At the same time, the jobs in the textile factories have gained in status.
‘Parents are no longer only supporting education for boys, because they see that girls can get jobs too. And nowadays young men want to marry girls from the factories,’ Nazneen Huq says.
Everything can change. And sometimes it happens fast.
In the textile industry’s early phase, in the 1980s, women who worked in the factories were viewed with disdain. Most of them – then like now – came from the countryside. Back home in the villages, their parents risked becoming outcasts. It was shameful to leave the home for the solitude of the cities. Women had to be controlled and needed chaperones – if they were to go outside at all. On the marriage market, they were pariahs. Now, if anything their contributions to the household funds make them ‘assets’, Nazneen Huq explains.
‘Why did the norms change? How could it happen so quickly? I think the men simply failed to put food on the table. The women stepped up and took responsibility.’
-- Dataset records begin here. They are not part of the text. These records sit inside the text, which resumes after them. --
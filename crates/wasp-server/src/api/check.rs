//! `POST /check` — rate-limited, unauthenticated whitelist probe.
//!
//! Mirrors `ContactRegistry::check` verbatim; does not write an audit
//! row itself — that happens on the host adapter's inbound-message path,
//! not on this read-only diagnostic endpoint.

use axum::extract::State;
use axum::response::{IntoResponse, Json};
use serde::Deserialize;
use wasp_core::{Platform, WaspError};

use crate::error::AppError;
use crate::state::AppState;

#[derive(Debug, Deserialize)]
pub struct CheckRequest {
    identifier: String,
    #[serde(default)]
    platform: Option<String>,
}

pub async fn check(
    State(state): State<AppState>,
    Json(body): Json<CheckRequest>,
) -> Result<impl IntoResponse, AppError> {
    if body.identifier.is_empty() {
        return Err(AppError(WaspError::InvalidInput(
            "identifier must not be empty".to_string(),
        )));
    }
    let platform: Platform = body
        .platform
        .as_deref()
        .unwrap_or("whatsapp")
        .parse()
        .map_err(AppError)?;

    let result = state
        .wasp
        .contacts
        .check(&body.identifier, platform)
        .await
        .map_err(AppError)?;

    Ok(Json(result))
}
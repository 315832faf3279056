//! Outbound signature guard: enforces an identity marker on agent-authored
//! messages before they leave on configured channels.

use serde::{Deserialize, Serialize};

use crate::error::{WaspError, WaspResult};

#[derive(Debug, Clone, Copy, PartialEq, Eq, Serialize, Deserialize)]
#[serde(rename_all = "lowercase")]
pub enum SignatureAction {
    Append,
    Block,
}

#[derive(Debug, Clone, Serialize, Deserialize)]
pub struct SignatureConfig {
    pub enabled: bool,
    pub signature: String,
    pub signature_prefix: Option<String>,
    pub action: SignatureAction,
    pub channels: Vec<String>,
}

impl SignatureConfig {
    /// Must be called before the guard accepts any traffic: an enabled
    /// guard with an empty signature is a configuration error, not a
    /// runtime one.
    pub fn validate(&self) -> WaspResult<()> {
        if self.enabled && self.signature.trim().is_empty() {
            return Err(WaspError::Misconfigured(
                "signature guard is enabled but signature is empty".to_string(),
            ));
        }
        Ok(())
    }
}

#[derive(Debug, Clone, PartialEq, Eq)]
pub enum SignatureOutcome {
    PassThrough,
    Modified(String),
    Blocked { reason: String },
}

pub struct SignatureGuard {
    config: SignatureConfig,
}

impl SignatureGuard {
    pub fn new(config: SignatureConfig) -> WaspResult<Self> {
        config.validate()?;
        Ok(Self { config })
    }

    /// `from_agent = false` (a relayed human message, not an
    /// agent-authored one) always passes through untouched.
    pub fn check(&self, content: &str, channel: &str, from_agent: bool) -> SignatureOutcome {
        if !self.config.enabled || !from_agent {
            return SignatureOutcome::PassThrough;
        }
        if !self.config.channels.iter().any(|c| c == channel) {
            return SignatureOutcome::PassThrough;
        }
        if content.contains(&self.config.signature) {
            return SignatureOutcome::PassThrough;
        }

        match self.config.action {
            SignatureAction::Block => SignatureOutcome::Blocked {
                reason: "missing signature".to_string(),
            },
            SignatureAction::Append => {
                let prefix = self.config.signature_prefix.as_deref().unwrap_or("");
                let modified = format!("{content}\n\n{prefix}{}", self.config.signature);
                SignatureOutcome::Modified(modified)
            }
        }
    }
}
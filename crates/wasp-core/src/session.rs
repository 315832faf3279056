//! Per-session turn-state manager.
//!
//! Binds an inbound sender's trust to subsequent tool-call decisions for
//! the same session key, via a lock-protected `HashMap<String, _>`
//! holding process-wide, non-durable state keyed by an arbitrary string.

use std::collections::HashMap;

use parking_lot::RwLock;

use crate::contacts::{Platform, TrustLevel};
use crate::error::{WaspError, WaspResult};

/// The sentinel used when the host doesn't supply a session key. Calls
/// using the sentinel from genuinely different conversations collapse
/// into one bucket — a documented footgun, not a bug.
pub const DEFAULT_SESSION_KEY: &str = "__default__";

#[derive(Debug, Clone, Default, PartialEq, Eq)]
pub struct TurnState {
    pub trust: Option<TrustLevel>,
    pub sender: Option<String>,
    /// Carried so a tool-call decision can emit a full `AuditEntry`
    /// (which needs a platform) without the adapter threading a second
    /// lookup. Always `None` for turns set via the bare `set_turn`.
    pub platform: Option<Platform>,
}

/// Keeps a mapping from session key to turn state. Operations on distinct
/// keys never observe or mutate each other's state; operations on the
/// same key are linearizable because they all go through a single
/// `RwLock`-guarded map.
pub struct SessionStateManager {
    turns: RwLock<HashMap<String, TurnState>>,
    strict: bool,
}

impl SessionStateManager {
    /// `strict = true` rejects operations that omit a session key instead
    /// of silently collapsing them onto the sentinel.
    pub fn new(strict: bool) -> Self {
        Self {
            turns: RwLock::new(HashMap::new()),
            strict,
        }
    }

    fn resolve_key<'a>(&self, session_key: Option<&'a str>) -> WaspResult<&'a str> {
        match session_key {
            Some(k) => Ok(k),
            None if self.strict => Err(WaspError::InvalidInput(
                "session key is required in strict mode".to_string(),
            )),
            None => Ok(DEFAULT_SESSION_KEY),
        }
    }

    /// Records the trust level and sender for the active turn on a
    /// session.
    pub fn set_turn(
        &self,
        session_key: Option<&str>,
        trust: Option<TrustLevel>,
        sender: &str,
    ) -> WaspResult<()> {
        self.set_turn_full(session_key, trust, sender, None)
    }

    /// As `set_turn`, additionally recording the platform the turn was
    /// bound on. Used by the host-adapter wiring (`adapter.rs`) so a
    /// later tool-call decision can emit a complete audit row.
    pub fn set_turn_full(
        &self,
        session_key: Option<&str>,
        trust: Option<TrustLevel>,
        sender: &str,
        platform: Option<Platform>,
    ) -> WaspResult<()> {
        let key = self.resolve_key(session_key)?;
        self.turns.write().insert(
            key.to_string(),
            TurnState {
                trust,
                sender: Some(sender.to_string()),
                platform,
            },
        );
        Ok(())
    }

    /// Returns `{trust: None, sender: None}` when no entry exists for the
    /// (resolved) session key.
    pub fn get_turn(&self, session_key: Option<&str>) -> WaspResult<TurnState> {
        let key = self.resolve_key(session_key)?;
        Ok(self.turns.read().get(key).cloned().unwrap_or_default())
    }

    pub fn clear_turn(&self, session_key: Option<&str>) -> WaspResult<()> {
        let key = self.resolve_key(session_key)?;
        self.turns.write().remove(key);
        Ok(())
    }
}

impl Default for SessionStateManager {
    fn default() -> Self {
        Self::new(false)
    }
}

#[cfg(test)]
mod tests {
    use super::*;

    #[test]
    fn get_turn_on_missing_key_is_empty() {
        let mgr = SessionStateManager::default();
        let state = mgr.get_turn(Some("nope")).unwrap();
        assert_eq!(state, TurnState::default());
    }

    #[test]
    fn set_then_get_round_trips() {
        let mgr = SessionStateManager::default();
        mgr.set_turn(Some("s1"), Some(TrustLevel::Sovereign), "+4401")
            .unwrap();
        let state = mgr.get_turn(Some("s1")).unwrap();
        assert_eq!(state.trust, Some(TrustLevel::Sovereign));
        assert_eq!(state.sender.as_deref(), Some("+4401"));
    }

    #[test]
    fn clear_then_get_is_empty() {
        let mgr = SessionStateManager::default();
        mgr.set_turn(Some("s1"), Some(TrustLevel::Trusted), "a")
            .unwrap();
        mgr.clear_turn(Some("s1")).unwrap();
        assert_eq!(mgr.get_turn(Some("s1")).unwrap(), TurnState::default());
    }

    #[test]
    fn distinct_keys_are_isolated() {
        let mgr = SessionStateManager::default();
        mgr.set_turn(Some("s1"), Some(TrustLevel::Sovereign), "a")
            .unwrap();
        mgr.set_turn(Some("s2"), None, "b").unwrap();
        assert_eq!(
            mgr.get_turn(Some("s1")).unwrap().trust,
            Some(TrustLevel::Sovereign)
        );
        assert_eq!(mgr.get_turn(Some("s2")).unwrap().trust, None);

        mgr.clear_turn(Some("s2")).unwrap();
        assert_eq!(
            mgr.get_turn(Some("s1")).unwrap().trust,
            Some(TrustLevel::Sovereign),
            "clearing s2 must not affect s1"
        );
    }

    #[test]
    fn missing_session_key_uses_default_sentinel() {
        let mgr = SessionStateManager::default();
        mgr.set_turn(None, Some(TrustLevel::Limited), "x").unwrap();
        let state = mgr.get_turn(None).unwrap();
        assert_eq!(state.trust, Some(TrustLevel::Limited));
        let via_sentinel = mgr.get_turn(Some(DEFAULT_SESSION_KEY)).unwrap();
        assert_eq!(via_sentinel, state);
    }

    #[test]
    fn strict_mode_rejects_missing_session_key() {
        let mgr = SessionStateManager::new(true);
        let err = mgr
            .set_turn(None, Some(TrustLevel::Limited), "x")
            .unwrap_err();
        assert!(matches!(err, WaspError::InvalidInput(_)));
        let err = mgr.get_turn(None).unwrap_err();
        assert!(matches!(err, WaspError::InvalidInput(_)));
    }

    #[test]
    fn concurrent_sessions_do_not_race() {
        use std::sync::Arc;
        use std::thread;

        let mgr = Arc::new(SessionStateManager::default());
        let mut handles = Vec::new();
        for i in 0..16 {
            let mgr = Arc::clone(&mgr);
            handles.push(thread::spawn(move || {
                let key = format!("session-{i}");
                for _ in 0..100 {
                    mgr.set_turn(Some(&key), Some(TrustLevel::Sovereign), "x")
                        .unwrap();
                    let state = mgr.get_turn(Some(&key)).unwrap();
                    assert_eq!(state.trust, Some(TrustLevel::Sovereign));
                }
            }));
        }
        for h in handles {
            h.join().unwrap();
        }
    }
}
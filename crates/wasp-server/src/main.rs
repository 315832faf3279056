use anyhow::Context;
use tracing_subscriber::EnvFilter;
use wasp_core::WaspConfig;

#[tokio::main]
async fn main() -> anyhow::Result<()> {
    init_tracing();

    let config = WaspConfig::load().context("loading configuration")?;
    tracing::info!(data_dir = %config.data_dir.display(), "wasp configuration loaded");

    wasp_server::run(config).await
}

fn init_tracing() {
    tracing_subscriber::fmt()
        .with_env_filter(
            EnvFilter::try_from_default_env().unwrap_or_else(|_| EnvFilter::new("info,wasp_server=debug")),
        )
        .init();
}
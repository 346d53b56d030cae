//! In-memory [`ByteStream`] for exercising reads and flows under paused time.

use crate::session::stream::ByteStream;
use async_trait::async_trait;
use std::collections::VecDeque;
use std::io;
use std::sync::{Arc, Mutex};
use tokio::time::{Duration, Instant};

pub struct ScriptedStream {
    origin: Instant,
    pending: VecDeque<u8>,
    timed: VecDeque<(Duration, Vec<u8>)>,
    replies: VecDeque<Vec<u8>>,
    written: Arc<Mutex<Vec<u8>>>,
    connected: bool,
    closes: Arc<Mutex<usize>>,
}

impl ScriptedStream {
    pub fn new() -> Self {
        Self {
            origin: Instant::now(),
            pending: VecDeque::new(),
            timed: VecDeque::new(),
            replies: VecDeque::new(),
            written: Arc::new(Mutex::new(Vec::new())),
            connected: true,
            closes: Arc::new(Mutex::new(0)),
        }
    }

    /// Makes `bytes` readable `ms` milliseconds after the stream was built.
    pub fn chunk_at(mut self, ms: u64, bytes: &[u8]) -> Self {
        self.timed.push_back((Duration::from_millis(ms), bytes.to_vec()));
        self
    }

    /// Makes `bytes` readable after the next line (a write ending in `\n` or
    /// `\r`) is sent.
    pub fn reply(mut self, bytes: &[u8]) -> Self {
        self.replies.push_back(bytes.to_vec());
        self
    }

    pub fn disconnected(mut self) -> Self {
        self.connected = false;
        self
    }

    pub fn written(&self) -> Arc<Mutex<Vec<u8>>> {
        self.written.clone()
    }

    pub fn closes(&self) -> Arc<Mutex<usize>> {
        self.closes.clone()
    }

    fn release_due(&mut self) {
        let elapsed = Instant::now().duration_since(self.origin);
        while let Some((due, _)) = self.timed.front() {
            if *due > elapsed {
                break;
            }
            if let Some((_, bytes)) = self.timed.pop_front() {
                self.pending.extend(bytes);
            }
        }
    }
}

#[async_trait]
impl ByteStream for ScriptedStream {
    fn is_connected(&self) -> bool {
        self.connected
    }

    async fn bytes_available(&mut self) -> usize {
        self.release_due();
        self.pending.len()
    }

    async fn read_byte(&mut self) -> Option<u8> {
        self.release_due();
        self.pending.pop_front()
    }

    async fn write_bytes(&mut self, data: &[u8]) -> io::Result<()> {
        self.written.lock().unwrap().extend_from_slice(data);
        if matches!(data.last(), Some(b'\n') | Some(b'\r')) {
            if let Some(reply) = self.replies.pop_front() {
                self.pending.extend(reply);
            }
        }
        Ok(())
    }

    async fn close(&mut self) {
        self.connected = false;
        *self.closes.lock().unwrap() += 1;
    }
}
use crate::config::{IncomingIac, LineEnding, OutgoingIac, SplitSequencePolicy};
use crate::session::stream::ByteStream;

pub const IAC: u8 = 0xff;
pub const DONT: u8 = 0xfe;
pub const DO: u8 = 0xfd;
pub const WONT: u8 = 0xfc;
pub const WILL: u8 = 0xfb;

pub const OPT_SGA: u8 = 3;

/// Literal text that the legacy escaping mode doubles instead of raw 0xFF.
const IAC_PLACEHOLDER: &str = "\0xFF";

#[derive(Debug, Default, PartialEq, Eq)]
pub struct ParseResult {
    pub data: Vec<u8>,
    pub replies: Vec<[u8; 3]>,
}

#[derive(Debug, Default, Clone, Copy, PartialEq, Eq)]
enum ParserState {
    #[default]
    Data,
    Iac,
    Verb(u8),
}

/// Splits a raw TELNET byte stream into literal data and negotiation replies.
#[derive(Debug, Default)]
pub struct TelnetParser {
    state: ParserState,
    split: SplitSequencePolicy,
    incoming: IncomingIac,
}

impl TelnetParser {
    pub fn new(split: SplitSequencePolicy) -> Self {
        Self {
            state: ParserState::Data,
            split,
            incoming: IncomingIac::default(),
        }
    }

    pub fn with_incoming_iac(mut self, incoming: IncomingIac) -> Self {
        self.incoming = incoming;
        self
    }

    pub fn process(&mut self, input: &[u8]) -> ParseResult {
        let mut result = ParseResult::default();

        for &byte in input {
            match self.state {
                ParserState::Data => {
                    if byte == IAC {
                        self.state = ParserState::Iac;
                    } else {
                        result.data.push(byte);
                    }
                }
                ParserState::Iac => match byte {
                    IAC => {
                        match self.incoming {
                            IncomingIac::Decimal => result.data.extend_from_slice(b"255"),
                            IncomingIac::Byte => result.data.push(IAC),
                        }
                        self.state = ParserState::Data;
                    }
                    DO | DONT | WILL | WONT => {
                        self.state = ParserState::Verb(byte);
                    }
                    _ => {
                        self.state = ParserState::Data;
                    }
                },
                ParserState::Verb(verb) => {
                    result.replies.push(negotiation_reply(verb, byte));
                    self.state = ParserState::Data;
                }
            }
        }

        result
    }

    /// Ends one availability window. Under [`SplitSequencePolicy::Drop`] a
    /// sequence still waiting for its verb or option byte is abandoned.
    pub fn finish_pass(&mut self) {
        if self.split == SplitSequencePolicy::Drop && self.state != ParserState::Data {
            tracing::warn!(state = ?self.state, "Dropping partial telnet command sequence");
            self.state = ParserState::Data;
        }
    }

    pub fn is_mid_sequence(&self) -> bool {
        self.state != ParserState::Data
    }

    /// Drains every byte the stream has ready, writes any negotiation replies
    /// back, and appends literal data to `out`.
    pub async fn interpret<S>(&mut self, stream: &mut S, out: &mut Vec<u8>) -> usize
    where
        S: ByteStream + ?Sized,
    {
        let mut raw = Vec::new();
        while stream.bytes_available().await > 0 {
            match stream.read_byte().await {
                Some(byte) => raw.push(byte),
                None => break,
            }
        }

        let result = self.process(&raw);
        self.finish_pass();
        tracing::trace!(raw = raw.len(), data = result.data.len(), "Telnet pass");

        for reply in &result.replies {
            tracing::debug!(verb = reply[1], option = reply[2], "Telnet negotiation reply");
            if let Err(err) = stream.write_bytes(reply).await {
                tracing::warn!(error = %err, "Telnet write failed");
                break;
            }
        }

        out.extend_from_slice(&result.data);
        raw.len()
    }
}

/// Only Suppress-Go-Ahead is accepted; every other option is refused.
pub fn negotiation_reply(verb: u8, option: u8) -> [u8; 3] {
    let reply = match (option, verb) {
        (OPT_SGA, DO) => WILL,
        (OPT_SGA, _) => DO,
        (_, DO) => WONT,
        _ => DONT,
    };
    [IAC, reply, option]
}

/// Wire text is one byte per character.
pub fn decode_text(bytes: &[u8]) -> String {
    bytes.iter().map(|&b| char::from(b)).collect()
}

pub fn encode_text(text: &str, iac: OutgoingIac) -> Vec<u8> {
    match iac {
        OutgoingIac::Double => escape_iac_bytes(&single_byte(text)),
        OutgoingIac::Placeholder => {
            let doubled = format!("{IAC_PLACEHOLDER}{IAC_PLACEHOLDER}");
            single_byte(&text.replace(IAC_PLACEHOLDER, &doubled))
        }
    }
}

pub fn normalize_line_endings(bytes: &[u8], mode: LineEnding) -> Vec<u8> {
    match mode {
        LineEnding::PassThrough | LineEnding::Lf => bytes.to_vec(),
        LineEnding::Cr => bytes
            .iter()
            .map(|&b| if b == b'\n' { b'\r' } else { b })
            .collect(),
        LineEnding::Crlf => {
            let mut out = Vec::with_capacity(bytes.len());
            for &b in bytes {
                if b == b'\n' {
                    out.push(b'\r');
                }
                out.push(b);
            }
            out
        }
    }
}

fn single_byte(text: &str) -> Vec<u8> {
    text.chars()
        .map(|c| u8::try_from(u32::from(c)).unwrap_or(b'?'))
        .collect()
}

fn escape_iac_bytes(bytes: &[u8]) -> Vec<u8> {
    let mut out = Vec::with_capacity(bytes.len());
    for &b in bytes {
        if b == IAC {
            out.push(IAC);
        }
        out.push(b);
    }
    out
}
Is it a good job? It depends on who you ask. The textile factories in Bangladesh compete with their cheap labour and the work environment is infamous, not least after several deadly fires and an accident in 2013 that caught much attention, when 1,200 people died under the collapsing masses of the textile factory Rana Plaza.
At the same time, it is one of few opportunities for the women of the countryside to have their own income. In 2013, the minimum wage was raised by more than 70 per cent to the equivalent of around 70 US dollars per month. Work environment standards have also become stricter, and inspections more frequent.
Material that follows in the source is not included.